HOW TO COMPLETE THIS TASK ▸
Copy out all of the data that follows, exactly as it appears.

DATA ▸
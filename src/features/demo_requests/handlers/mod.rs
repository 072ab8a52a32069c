mod page_handler;

pub use page_handler::{landing_page, submit_demo_request};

REPLY TO THE EXERCISE ▸
filename src/features/demo_requests/handlers/mod.rs
repository 072ab8a52a32069c
mod page_handler;

pub use page_handler::{landing_page, submit_demo_request};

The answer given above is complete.